Fast and Flexible Shared Libraries

Douglas Orr, John Bonn, Jay Lepreau, Robert Mecklenburg
Department of Computer Science
April 1993

Abstract

Existing implementations of shared libraries sacrifice speed (in loading, linking, and executed code), for essential flexibility (in symbol binding, address space use, and interface evolution). Modern operating systems provide the primitives needed to make the dynamic linker and loader a persistent server which lives across program invocations. This can provide speed without sacrificing flexibility. The speed is gained primarily through caching of previous work, i.e., bound and relocated executable images and libraries. The flexibility comes from the server's being an active entity, capable of adapting to changing conditions, modifying its cached state, and responding to user directives.
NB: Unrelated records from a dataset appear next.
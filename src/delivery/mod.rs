//! Channel selection and per-channel message formatting.
//!
//! ```text
//! (message, urgency, recipient, context)
//!        │
//!        ├─► select_for ─► {channels}
//!        └─► format (per channel) ─► Notification
//! ```

mod channels;
mod formatter;
mod selector;

pub use channels::{ChannelCatalog, ChannelRole, ChannelSpec, RenderStyle};
pub use formatter::format;
pub use selector::{select, select_for};

use crate::models::{Notification, Recipient, RequestContext, Urgency};
use chrono::Utc;

/// Builds an immutable notification: selects channels, renders each.
#[must_use]
pub fn render(
    catalog: &ChannelCatalog,
    message: &str,
    recipient: Recipient,
    urgency: Urgency,
    ctx: &RequestContext,
) -> Notification {
    let rendered = select_for(catalog, &recipient, urgency, ctx)
        .into_iter()
        .filter_map(|channel| {
            catalog
                .spec(channel)
                .map(|spec| (channel, format(message, spec, urgency)))
        })
        .collect();

    Notification {
        id: uuid::Uuid::now_v7().to_string(),
        recipient,
        urgency,
        rendered,
        created_at: Utc::now(),
    }
}
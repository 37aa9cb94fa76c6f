//! Deterministic request classification.

use super::patterns::{DOMAIN_SIGNALS, DomainSignal};
use crate::models::{Domain, Request};

/// Classifies a request.
///
/// Rules, in order:
///
/// 1. An explicit domain hint wins.
/// 2. Any emergency signal wins over everything else.
/// 3. Medication signals select `Medication`.
/// 4. Communication signals select `General`.
/// 5. No signal at all leaves the request unclassified.
#[must_use]
pub fn classify(request: &Request) -> Option<Domain> {
    if let Some(hint) = request.domain_hint {
        return Some(hint);
    }
    classify_text(&request.text)
}

/// Classifies free text with the keyword rules.
#[must_use]
pub fn classify_text(text: &str) -> Option<Domain> {
    let matched = matched_signals(text);
    [Domain::Emergency, Domain::Medication, Domain::General]
        .into_iter()
        .find(|domain| matched.iter().any(|signal| signal.domain == *domain))
}

/// Signals found in the text, in table order.
#[must_use]
pub fn matched_signals(text: &str) -> Vec<&'static DomainSignal> {
    if text.trim().is_empty() {
        return Vec::new();
    }
    DOMAIN_SIGNALS
        .iter()
        .filter(|signal| signal.pattern.is_match(text))
        .collect()
}

#[cfg(test)]
mod tests {
    use super::*;
    use test_case::test_case;

    #[test_case("Is it time for my aspirin?", Some(Domain::Medication) ; "drug name")]
    #[test_case("Did I take my pills today", Some(Domain::Medication) ; "intake question")]
    #[test_case("I smell gas in the kitchen", Some(Domain::Emergency) ; "gas")]
    #[test_case("There is smoke, I forgot my medicine on the stove", Some(Domain::Emergency) ; "emergency beats medication")]
    #[test_case("My father fell and can't get up", Some(Domain::Emergency) ; "fall")]
    #[test_case("Tell John I will be late", Some(Domain::General) ; "relay")]
    #[test_case("What a lovely afternoon", None ; "no signal")]
    #[test_case("   ", None ; "blank")]
    fn test_classify_text(text: &str, expected: Option<Domain>) {
        assert_eq!(classify_text(text), expected);
    }

    #[test]
    fn test_hint_wins() {
        let request = Request::new("I smell gas").with_domain_hint(Domain::General);
        assert_eq!(classify(&request), Some(Domain::General));
    }

    #[test]
    fn test_matched_signal_descriptions() {
        let signals = matched_signals("fire alarm is going off");
        let descriptions: Vec<_> = signals.iter().map(|s| s.description).collect();
        assert_eq!(descriptions, vec!["fire/smoke", "alarm triggered"]);
    }
}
In this paper we present a shared library implementation based on OMOS, an Object/Meta-Object Server, which provides program linking and loading facilities as a special case of generic object instantiation. We discuss the architecture of OMOS and its support of module binding primitives, which make it more flexible and powerful than existing shared library schemes. Since our design does not require any support from the compiler, it is also language-independent and highly portable. Initial performance results, on two operating systems, show an average speedup of 20% (range 0 - 56%), on short running programs.

Full paper appeared in Proceedings of the Summer 1993 Usenix Conference.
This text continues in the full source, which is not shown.